La gauche du tableau est occupée par les Espagnols, comme nous l'avons dit. Au premier plan, un soldat a renversé un bourgeois, qui se défend encore, bien bien que tombé sur les débris. La lance de l'Espagnol va le percer.

Son fils, de l'âge de douze ans environ, saisit le fer de la hallebarde et détourne le coup; une femme, la mère du garçon apparemment, le prend à bras-le-corps pour le soustraire à la fureur du soldat, qui, d'une main, la retient par les cheveux. Entre les deux groupes de combattans se trouve encore un vieillard, frappé d'une mortelle blessure, et tendant la main vers ses concitoyens, comme pour demander ou secours, ou vengeance.

Cette composition ne présente rien que d'assez ordinaire, pas une idée énergique, pas une intention originale. Au contraire, la reproduction des mêmes moyens : toujours des gens qui se soutiennent ou qui se retiennent mutuellement; rien de spontané, rien d'individuel, dans cette lutte où chacun semblerait devoir défendre sa vie et attaquer celle d'un adversaire. Deux scènes qui se ressemblent : Le bourgmestre tombé que soutiennent deux échevins; un porte-drapeau tombé que soutient sa femme, soutenue elle-même ; trois familles dont les membres sont tous groupés ensemble, et répétant toujours la même idée, légèrement modifiée.

Avec un sujet aussi stérilement conçu, la partie des passions ne pouvait offrir qu'indécision et redites. Aussi voyez, toutes ces expressions sont les mêmes, tous ces yeux rendent les mêmes sentimens : l'effroi et la surprise; outre que toutes les physionomies se ressemblent.

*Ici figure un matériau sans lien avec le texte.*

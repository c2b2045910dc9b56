//! Direct fetch - a plain unauthenticated GET.
//!
//! [`DirectFetch`] is the first thing tried for every discovery URL. It
//! succeeds only when the URL answers with `application/pdf`, possibly after
//! redirects. The reported domain is always the discovery URL's host.

use std::path::Path;
use std::time::Duration;

use async_trait::async_trait;
use reqwest::Client;

use super::http::{FetchClientOptions, build_fetch_client, fetch_pdf_to_file};
use super::links::host_of;
use super::{FetchError, FetchOutcome, FetchStrategy};

/// Whole-request budget for a direct fetch.
const DIRECT_FETCH_TIMEOUT: Duration = Duration::from_secs(30);

/// A strategy that GETs the discovery URL and keeps the body if it is a PDF.
#[derive(Debug, Clone)]
pub struct DirectFetch {
    client: Client,
}

impl DirectFetch {
    /// Creates a direct fetcher with the default 30 second budget.
    ///
    /// # Errors
    ///
    /// Returns the reqwest builder error when client construction fails.
    pub fn new() -> Result<Self, reqwest::Error> {
        Self::with_options(&FetchClientOptions {
            read_timeout: DIRECT_FETCH_TIMEOUT,
            ..FetchClientOptions::default()
        })
    }

    /// Creates a direct fetcher with explicit client options.
    ///
    /// # Errors
    ///
    /// Returns the reqwest builder error when client construction fails.
    pub fn with_options(options: &FetchClientOptions) -> Result<Self, reqwest::Error> {
        Ok(Self {
            client: build_fetch_client(options)?,
        })
    }
}

#[async_trait]
impl FetchStrategy for DirectFetch {
    fn name(&self) -> &'static str {
        "direct"
    }

    #[tracing::instrument(skip(self, target), fields(strategy = "direct", url = %url))]
    async fn fetch(&self, url: &str, target: &Path) -> Result<FetchOutcome, FetchError> {
        match fetch_pdf_to_file(&self.client, url, target).await? {
            Some(_) => Ok(FetchOutcome::saved(target, host_of(url))),
            None => Ok(FetchOutcome::miss()),
        }
    }
}
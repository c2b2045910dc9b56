use std::net::TcpListener;
use std::panic::Location;

use wiremock::MockServer;

#[must_use]
pub fn socket_tests_required() -> bool {
    std::env::var("OA_DOWNLOADER_REQUIRE_SOCKET_TESTS")
        .ok()
        .is_some_and(|value| matches!(value.to_ascii_lowercase().as_str(), "1" | "true" | "yes"))
}

#[track_caller]
#[must_use]
pub fn should_skip_socket_bound_test() -> bool {
    if TcpListener::bind("127.0.0.1:0").is_ok() {
        return false;
    }

    let location = Location::caller();
    let message = format!(
        "[socket-bound-test] cannot bind localhost socket at {}:{}; wiremock-based test cannot run here",
        location.file(),
        location.line()
    );
    if socket_tests_required() {
        panic!("{message}. Unset OA_DOWNLOADER_REQUIRE_SOCKET_TESTS to allow skipping.");
    }
    eprintln!("{message}. Skipping test.");
    true
}

pub async fn start_mock_server_or_skip() -> Option<MockServer> {
    if should_skip_socket_bound_test() {
        None
    } else {
        Some(MockServer::start().await)
    }
}
#[async_trait]
impl FetchStrategy for UniversalStrategy {
    fn name(&self) -> &'static str {
        "universal"
    }

    #[instrument(skip(self, target), fields(strategy = "universal", url = %url))]
    async fn fetch(&self, url: &str, target: &Path) -> Result<FetchOutcome, FetchError> {
        let parsed = Url::parse(url).map_err(|_| FetchError::invalid_url(url))?;

        let interactive_error = match self.interactive(url, &parsed, target).await {
            Ok(true) => {
                info!("interactive session saved PDF");
                return Ok(FetchOutcome::saved(target, host_of(url)));
            }
            Ok(false) => {
                debug!("interactive session found no PDF, trying automated session");
                None
            }
            Err(error) => {
                warn!(error = %error, "interactive session failed, trying automated session");
                Some(error)
            }
        };

        match self.automated(url, &parsed, target).await {
            Ok(true) => {
                info!("automated session saved PDF");
                Ok(FetchOutcome::saved(target, host_of(url)))
            }
            // The interactive error is what the retry policy classifies.
            Ok(false) => interactive_error.map_or(Ok(FetchOutcome::miss()), Err),
            Err(error) => Err(interactive_error.unwrap_or(error)),
        }
    }
}
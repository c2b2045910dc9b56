//! Progress UI (spinner) for `run` batches.

use std::sync::Arc;
use std::sync::atomic::{AtomicUsize, Ordering};
use std::time::Duration;

use indicatif::{ProgressBar, ProgressStyle};
use oa_downloader_core::pipeline::{DownloadResult, ProgressCallback};

/// Spinner reporting completed records.
#[derive(Debug, Clone)]
pub(crate) struct BatchProgress {
    spinner: ProgressBar,
    done: Arc<AtomicUsize>,
}

impl BatchProgress {
    /// Starts the spinner when `enabled`; otherwise returns `None`.
    pub(crate) fn start(enabled: bool) -> Option<Self> {
        if !enabled {
            return None;
        }
        let spinner = ProgressBar::new_spinner();
        spinner.set_style(
            ProgressStyle::with_template("{spinner} {msg}")
                .unwrap_or_else(|_| ProgressStyle::default_spinner()),
        );
        spinner.enable_steady_tick(Duration::from_millis(100));
        spinner.set_message("Resolving records...");
        Some(Self {
            spinner,
            done: Arc::new(AtomicUsize::new(0)),
        })
    }

    /// Callback advancing the spinner as each record completes.
    pub(crate) fn callback(&self) -> ProgressCallback {
        let spinner = self.spinner.clone();
        let done = Arc::clone(&self.done);
        Arc::new(move |result: &DownloadResult| {
            let count = done.fetch_add(1, Ordering::SeqCst) + 1;
            let outcome = if result.success { "fetched" } else { "not fetched" };
            spinner.set_message(format!("[{count}] {} {outcome}", result.id));
        })
    }

    pub(crate) fn finish(self) {
        self.spinner.finish_and_clear();
    }
}
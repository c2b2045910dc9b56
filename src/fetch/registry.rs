//! Strategy registry: an ordered table from publisher identifier to strategy.
//!
//! Entries are evaluated in registration order and the first matching entry
//! wins. An unknown publisher is not an error; [`StrategyRegistry::lookup`]
//! returns `None` and the resolver falls through to its next step.

use std::sync::Arc;

use tracing::debug;

use super::http::FetchClientOptions;
use super::links::canonical_host;
use super::normalize;
use super::publisher::{PublisherStrategy, default_publisher_profiles};
use super::FetchStrategy;

/// Rewrites a discovery URL before the bound strategy sees it.
pub type UrlNormalizer = fn(&str) -> String;

/// Predicate over a publisher identifier.
#[derive(Debug, Clone, PartialEq, Eq)]
pub enum PublisherMatcher {
    /// Matches when the canonical host equals this host.
    Exact(String),
    /// Matches this host or any subdomain of it.
    Suffix(String),
}

impl PublisherMatcher {
    /// Creates an exact matcher from a host (canonicalized).
    #[must_use]
    pub fn exact(host: &str) -> Self {
        Self::Exact(canonical_host(host))
    }

    /// Creates a suffix matcher from a host (canonicalized).
    #[must_use]
    pub fn suffix(host: &str) -> Self {
        Self::Suffix(canonical_host(host))
    }

    /// Returns true if `publisher` satisfies this predicate.
    #[must_use]
    pub fn matches(&self, publisher: &str) -> bool {
        let publisher = canonical_host(publisher);
        if publisher.is_empty() {
            return false;
        }
        match self {
            Self::Exact(host) => publisher == *host,
            Self::Suffix(host) => {
                publisher == *host
                    || publisher
                        .strip_suffix(host.as_str())
                        .is_some_and(|prefix| prefix.ends_with('.'))
            }
        }
    }
}

/// One row of the registry table.
#[derive(Clone)]
pub struct StrategyEntry {
    /// Which publisher identifiers this entry serves.
    pub matcher: PublisherMatcher,
    /// URL normalization applied before invoking the strategy.
    pub normalize: UrlNormalizer,
    /// The bound strategy.
    pub strategy: Arc<dyn FetchStrategy>,
}

impl std::fmt::Debug for StrategyEntry {
    fn fmt(&self, f: &mut std::fmt::Formatter<'_>) -> std::fmt::Result {
        f.debug_struct("StrategyEntry")
            .field("matcher", &self.matcher)
            .field("strategy", &self.strategy.name())
            .finish_non_exhaustive()
    }
}

/// Ordered (predicate, normalizer, strategy) table.
#[derive(Debug, Clone, Default)]
pub struct StrategyRegistry {
    entries: Vec<StrategyEntry>,
}

impl StrategyRegistry {
    /// Creates an empty registry.
    #[must_use]
    pub fn new() -> Self {
        Self::default()
    }

    /// Appends an entry; earlier entries take precedence.
    pub fn register(
        &mut self,
        matcher: PublisherMatcher,
        normalize: UrlNormalizer,
        strategy: Arc<dyn FetchStrategy>,
    ) {
        debug!(matcher = ?matcher, strategy = strategy.name(), "registering strategy");
        self.entries.push(StrategyEntry {
            matcher,
            normalize,
            strategy,
        });
    }

    /// Returns the first entry whose predicate matches `publisher`.
    #[must_use]
    pub fn lookup(&self, publisher: &str) -> Option<&StrategyEntry> {
        self.entries
            .iter()
            .find(|entry| entry.matcher.matches(publisher))
    }

    /// Returns the number of registered entries.
    #[must_use]
    pub fn len(&self) -> usize {
        self.entries.len()
    }

    /// Returns true if no entries are registered.
    #[must_use]
    pub fn is_empty(&self) -> bool {
        self.entries.is_empty()
    }

    /// Builds the default table from the built-in publisher profiles.
    ///
    /// # Errors
    ///
    /// Returns the reqwest builder error when a strategy's client cannot be built.
    pub fn with_defaults(options: &FetchClientOptions) -> Result<Self, reqwest::Error> {
        let mut registry = Self::new();
        for profile in default_publisher_profiles() {
            let normalize: UrlNormalizer = match profile.name {
                "wiley" => normalize::wiley_doi_to_epdf,
                "sage" => normalize::sage_url_to_epub,
                _ => normalize::identity,
            };
            let matcher = PublisherMatcher::exact(profile.publisher_id);
            let strategy = PublisherStrategy::new(profile, options)?;
            registry.register(matcher, normalize, Arc::new(strategy));
        }
        Ok(registry)
    }
}
//! Input records and the local artifact layout derived from them.

use std::fmt::Write as _;
use std::path::{Path, PathBuf};

use serde::{Deserialize, Deserializer, Serialize};
use sha2::{Digest, Sha256};

/// Maximum characters kept from a sanitized title in an artifact name.
const MAX_TITLE_CHARS: usize = 120;

/// Hex digits of the id digest appended to every artifact name.
const ID_SUFFIX_HEX_DIGITS: usize = 12;

/// Deserializes a string field, mapping empty or whitespace-only values to `None`.
fn non_empty<'de, D>(deserializer: D) -> Result<Option<String>, D::Error>
where
    D: Deserializer<'de>,
{
    let value = Option::<String>::deserialize(deserializer)?;
    Ok(value.and_then(|v| {
        let trimmed = v.trim();
        (!trimmed.is_empty()).then(|| trimmed.to_string())
    }))
}

/// One bibliographic record as supplied by the caller.
///
/// A record carries up to two independent discovery pairs: the primary
/// (OpenAlex) and the secondary (Semantic Scholar).
#[derive(Debug, Clone, Default, PartialEq, Eq, Serialize, Deserialize)]
pub struct BibliographicRecord {
    /// Unique record id (a DOI).
    #[serde(rename = "DOI")]
    pub id: String,

    #[serde(rename = "Publication Title", default, deserialize_with = "non_empty")]
    pub title: Option<String>,

    #[serde(rename = "OpenAlex URL", default, deserialize_with = "non_empty")]
    pub primary_url: Option<String>,

    #[serde(rename = "OpenAlex Publisher", default, deserialize_with = "non_empty")]
    pub primary_publisher: Option<String>,

    #[serde(rename = "SS URL", default, deserialize_with = "non_empty")]
    pub secondary_url: Option<String>,

    #[serde(rename = "SS Publisher", default, deserialize_with = "non_empty")]
    pub secondary_publisher: Option<String>,
}

impl BibliographicRecord {
    /// Creates a record with only an id and title.
    #[must_use]
    pub fn new(id: impl Into<String>, title: impl Into<String>) -> Self {
        let title = title.into();
        Self {
            id: id.into(),
            title: (!title.trim().is_empty()).then_some(title),
            ..Self::default()
        }
    }

    /// Sets the primary discovery pair.
    #[must_use]
    pub fn with_primary(mut self, url: impl Into<String>, publisher: Option<&str>) -> Self {
        self.primary_url = Some(url.into());
        self.primary_publisher = publisher.map(str::to_string);
        self
    }

    /// Sets the secondary discovery pair.
    #[must_use]
    pub fn with_secondary(mut self, url: impl Into<String>, publisher: Option<&str>) -> Self {
        self.secondary_url = Some(url.into());
        self.secondary_publisher = publisher.map(str::to_string);
        self
    }

    /// Returns true if neither discovery URL is present.
    #[must_use]
    pub fn has_no_discovery_urls(&self) -> bool {
        self.primary_url.is_none() && self.secondary_url.is_none()
    }

    /// Returns the secondary URL unless it duplicates the primary.
    #[must_use]
    pub fn distinct_secondary_url(&self) -> Option<&str> {
        match (&self.primary_url, &self.secondary_url) {
            (Some(primary), Some(secondary)) if primary.trim() == secondary.trim() => None,
            (_, secondary) => secondary.as_deref(),
        }
    }
}

/// Keeps alphanumerics, spaces and underscores, then trims trailing spaces.
#[must_use]
pub fn sanitize_title(title: &str) -> String {
    let kept: String = title
        .chars()
        .filter(|c| c.is_alphanumeric() || *c == ' ' || *c == '_')
        .take(MAX_TITLE_CHARS)
        .collect();
    kept.trim_end().to_string()
}

/// Returns the deterministic artifact base name for `record`.
///
/// The sanitized title keeps paths readable; the id digest keeps two
/// records with the same title from sharing a file.
#[must_use]
pub fn artifact_stem(record: &BibliographicRecord) -> String {
    let digest = Sha256::digest(record.id.as_bytes());
    let mut suffix = String::with_capacity(ID_SUFFIX_HEX_DIGITS);
    for byte in digest.iter().take(ID_SUFFIX_HEX_DIGITS / 2) {
        let _ = write!(suffix, "{byte:02x}");
    }

    let title = record.title.as_deref().map(sanitize_title).unwrap_or_default();
    if title.is_empty() {
        suffix
    } else {
        format!("{title}_{suffix}")
    }
}

/// Local artifact paths for one record.
#[derive(Debug, Clone, PartialEq, Eq)]
pub struct ArtifactPaths {
    /// Where the PDF is saved.
    pub pdf: PathBuf,
    /// Where the extracted text is written.
    pub text: PathBuf,
}

impl ArtifactPaths {
    /// Derives both paths for `record` inside `output_dir`.
    #[must_use]
    pub fn for_record(output_dir: &Path, record: &BibliographicRecord) -> Self {
        let stem = artifact_stem(record);
        Self {
            pdf: output_dir.join(format!("{stem}.pdf")),
            text: output_dir.join(format!("{stem}.txt")),
        }
    }
}
//! Publisher strategies: landing-page PDF discovery configured per publisher.
//!
//! Each publisher is described by a [`PublisherProfile`]:
//! - direct candidates derived from the URL shape (e.g. arXiv `/abs/` → `/pdf/`),
//! - link patterns matched against the landing page's `<a>` tags,
//! - hosts that mean "no access" when a request lands on them.
//!
//! [`PublisherStrategy`] runs one profile: candidates first, then the landing
//! page, then every discovered link in pattern order, then `citation_pdf_url`.

use std::path::Path;
use std::sync::LazyLock;

use async_trait::async_trait;
use regex::Regex;
use reqwest::Client;
use tracing::{debug, instrument};
use url::Url;

use super::http::{FetchClientOptions, build_fetch_client, fetch_pdf_to_file, is_pdf_response, save_response};
use super::links::{CITATION_PDF_RE, absolutize_url, compile_static_regex, first_capture, host_of, hosts_match};
use super::{FetchError, FetchOutcome, FetchStrategy};

static HREF_RE: LazyLock<Regex> =
    LazyLock::new(|| compile_static_regex(r#"(?is)\bhref\s*=\s*["']([^"']+)["']"#));

/// Static description of how to get a PDF out of one publisher's site.
#[derive(Debug, Clone)]
pub struct PublisherProfile {
    /// Strategy name used in logs and results (e.g. "wiley").
    pub name: &'static str,
    /// Publisher identifier (host) this profile is registered under.
    pub publisher_id: &'static str,
    /// Fixed domain to report on success; `None` reports the PDF's host.
    pub domain_label: Option<&'static str>,
    /// Regexes matching whole `<a ...>` opening tags that link to the PDF.
    pub link_tags: Vec<Regex>,
    /// URLs to try before loading the landing page.
    pub direct_candidates: fn(&Url) -> Vec<String>,
    /// Landing on one of these hosts without a PDF means no access.
    pub no_access_hosts: &'static [&'static str],
}

fn no_candidates(_url: &Url) -> Vec<String> {
    Vec::new()
}

/// Replaces the first occurrence of `from` in the URL path with `to`.
fn swap_path_segment(url: &Url, from: &str, to: &str, suffix: &str) -> Vec<String> {
    let path = url.path();
    if !path.contains(from) {
        return Vec::new();
    }
    let mut candidate = url.clone();
    candidate.set_path(&format!("{}{suffix}", path.replacen(from, to, 1)));
    candidate.set_query(None);
    vec![candidate.to_string()]
}

fn wiley_candidates(url: &Url) -> Vec<String> {
    let mut candidates = swap_path_segment(url, "/doi/epdf/", "/doi/pdfdirect/", "");
    for candidate in &mut candidates {
        candidate.push_str("?download=true");
    }
    candidates
}

fn springer_candidates(url: &Url) -> Vec<String> {
    let path = url.path();
    if path.contains("/content/pdf/") {
        return vec![url.to_string()];
    }
    ["/article/", "/chapter/"]
        .iter()
        .find_map(|segment| {
            let found = swap_path_segment(url, segment, "/content/pdf/", ".pdf");
            (!found.is_empty()).then_some(found)
        })
        .unwrap_or_default()
}

fn sage_candidates(url: &Url) -> Vec<String> {
    let mut candidates = swap_path_segment(url, "/doi/epub/", "/doi/pdf/", "");
    for candidate in &mut candidates {
        candidate.push_str("?download=true");
    }
    candidates
}

fn arxiv_candidates(url: &Url) -> Vec<String> {
    swap_path_segment(url, "/abs/", "/pdf/", "")
}

fn tags(patterns: &[&str]) -> Vec<Regex> {
    patterns.iter().map(|p| compile_static_regex(p)).collect()
}

/// Returns the built-in publisher profiles.
#[must_use]
pub fn default_publisher_profiles() -> Vec<PublisherProfile> {
    vec![
        PublisherProfile {
            name: "wiley",
            publisher_id: "onlinelibrary.wiley.com",
            domain_label: Some("onlinelibrary.wiley.com"),
            link_tags: tags(&[
                r#"(?is)<a\b[^>]*\bnavbar-download\b[^>]*>"#,
                r#"(?is)<a\b[^>]*\bpdf-download\b[^>]*>"#,
            ]),
            direct_candidates: wiley_candidates,
            no_access_hosts: &[],
        },
        PublisherProfile {
            name: "elsevier",
            publisher_id: "linkinghub.elsevier.com",
            domain_label: None,
            link_tags: tags(&[r#"(?is)<a\b[^>]*aria-label\s*=\s*["']View PDF[^>]*>"#]),
            direct_candidates: no_candidates,
            no_access_hosts: &[],
        },
        PublisherProfile {
            name: "springer",
            publisher_id: "link.springer.com",
            domain_label: None,
            link_tags: tags(&[r#"(?is)<a\b[^>]*\bc-pdf-download__link\b[^>]*>"#]),
            direct_candidates: springer_candidates,
            no_access_hosts: &[],
        },
        PublisherProfile {
            name: "sage",
            publisher_id: "journals.sagepub.com",
            domain_label: Some("journals.sagepub.com"),
            link_tags: tags(&[r#"(?is)<a\b[^>]*\bformat-download-btn\b[^>]*>"#]),
            direct_candidates: sage_candidates,
            no_access_hosts: &[],
        },
        PublisherProfile {
            name: "pmc",
            publisher_id: "pmc.ncbi.nlm.nih.gov",
            domain_label: None,
            link_tags: tags(&[r#"(?is)<a\b[^>]*href\s*=\s*["'][^"']+\.pdf["'][^>]*>"#]),
            direct_candidates: no_candidates,
            no_access_hosts: &[],
        },
        PublisherProfile {
            name: "arxiv",
            publisher_id: "arxiv.org",
            domain_label: None,
            link_tags: tags(&[r#"(?is)<a\b[^>]*\bdownload-pdf\b[^>]*>"#]),
            direct_candidates: arxiv_candidates,
            no_access_hosts: &[],
        },
        PublisherProfile {
            name: "oup",
            publisher_id: "academic.oup.com",
            domain_label: None,
            link_tags: Vec::new(),
            direct_candidates: no_candidates,
            no_access_hosts: &["academic.oup.com"],
        },
    ]
}

/// A [`FetchStrategy`] driven by a [`PublisherProfile`].
#[derive(Debug, Clone)]
pub struct PublisherStrategy {
    profile: PublisherProfile,
    client: Client,
}

impl PublisherStrategy {
    /// Creates a strategy for `profile` using a client built from `options`.
    ///
    /// # Errors
    ///
    /// Returns the reqwest builder error when client construction fails.
    pub fn new(profile: PublisherProfile, options: &FetchClientOptions) -> Result<Self, reqwest::Error> {
        Ok(Self {
            profile,
            client: build_fetch_client(options)?,
        })
    }

    /// Returns the profile this strategy runs.
    #[must_use]
    pub fn profile(&self) -> &PublisherProfile {
        &self.profile
    }

    fn report_domain(&self, pdf_host: Option<String>) -> Option<String> {
        self.profile
            .domain_label
            .map(str::to_string)
            .or(pdf_host)
    }

    /// Tries one candidate PDF URL. Missing candidates (404/410) are not errors.
    async fn try_candidate(&self, url: &str, target: &Path) -> Result<Option<String>, FetchError> {
        match fetch_pdf_to_file(&self.client, url, target).await {
            Ok(host) => Ok(host),
            Err(FetchError::HttpStatus { status: 404 | 410, .. }) => {
                debug!(url, "candidate not found");
                Ok(None)
            }
            Err(error) => Err(error),
        }
    }

    /// Collects PDF links from `html` in pattern order, deduplicated.
    fn discover_links(&self, html: &str, base: &Url) -> Vec<String> {
        let mut links: Vec<String> = Vec::new();
        let tag_hrefs = self.profile.link_tags.iter().flat_map(|pattern| {
            pattern
                .find_iter(html)
                .filter_map(|tag| first_capture(tag.as_str(), &HREF_RE))
                .collect::<Vec<_>>()
        });
        let citation = first_capture(html, &CITATION_PDF_RE);
        for href in tag_hrefs.chain(citation) {
            if let Some(absolute) = absolutize_url(&href, base)
                && !links.contains(&absolute)
            {
                links.push(absolute);
            }
        }
        links
    }
}

#[async_trait]
impl FetchStrategy for PublisherStrategy {
    fn name(&self) -> &str {
        self.profile.name
    }

    #[instrument(skip(self, target), fields(strategy = self.profile.name, url = %url))]
    async fn fetch(&self, url: &str, target: &Path) -> Result<FetchOutcome, FetchError> {
        let parsed = Url::parse(url).map_err(|_| FetchError::invalid_url(url))?;

        for candidate in (self.profile.direct_candidates)(&parsed) {
            debug!(candidate = %candidate, "trying direct candidate");
            if let Some(host) = self.try_candidate(&candidate, target).await? {
                return Ok(FetchOutcome::saved(target, self.report_domain(Some(host))));
            }
        }

        let response = self
            .client
            .get(url)
            .send()
            .await
            .map_err(|e| FetchError::network(url, e))?;
        let status = response.status();
        if status.as_u16() == 403 || status.as_u16() == 429 || status.is_server_error() {
            return Err(FetchError::http_status(url, status.as_u16()));
        }
        if !status.is_success() {
            debug!(%status, "landing page unavailable");
            return Ok(FetchOutcome::miss());
        }

        let landed = response.url().clone();
        if is_pdf_response(&response) {
            save_response(response, url, target).await?;
            let host = host_of(landed.as_str());
            return Ok(FetchOutcome::saved(target, self.report_domain(host)));
        }

        let landed_host = landed.host_str().unwrap_or_default();
        if self
            .profile
            .no_access_hosts
            .iter()
            .any(|host| hosts_match(host, landed_host))
        {
            debug!(landed = %landed, "landed on abstract page; no access");
            return Ok(FetchOutcome::miss());
        }

        let html = response
            .text()
            .await
            .map_err(|e| FetchError::network(url, e))?;
        for link in self.discover_links(&html, &landed) {
            debug!(link = %link, "trying discovered PDF link");
            if let Some(host) = self.try_candidate(&link, target).await? {
                return Ok(FetchOutcome::saved(target, self.report_domain(Some(host))));
            }
        }

        debug!("no PDF link found on landing page");
        Ok(FetchOutcome::miss())
    }
}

Après cette large part de critique, dont nous nous sommes fait un devoir, nous rendrons justice au talent d'exécution que l'artiste a déployé dans cette œuvre.

Son dessin, qui manque de sévérité et de noblesse, n'en est pas moins correct et précis; sa couleur, un peu fade, a beaucoup d'harmonie d'ensemble. Si les figures du premier plan avaient plus de vigueur, ce tableau serait remarquable de coloris. C'est surtout dans le fond que l'artiste a déployé un genre de talent qui lui est particulier; nous voulons parler de l'entente parfaite du clair-obscur qui règne dans cette partie, où l'air, la flamme et la fumée se combinent pour produire un fort heureux effet.

Chaque tête, prise à part, et considérée comme peinture seulement, mériterait les plus grands éloges, si l'on pouvait ainsi, dans une œuvre d'un genre si élevé, faire tout à fait abstraction du sujet, et oublier la composition pour les qualités de l'exécution, lors même que celles-ci sont d'une nature si supérieure.

Nous répéterons donc à M. de Braekeleer ce qui lui a déjà été dit : La peinture épique n'est pas son fait, qu'il se borne aux sujets qui ont établi sa réputation. La gloire est pour ceux qui font mieux que tous les autres, dans le genre que la nature leur a départi.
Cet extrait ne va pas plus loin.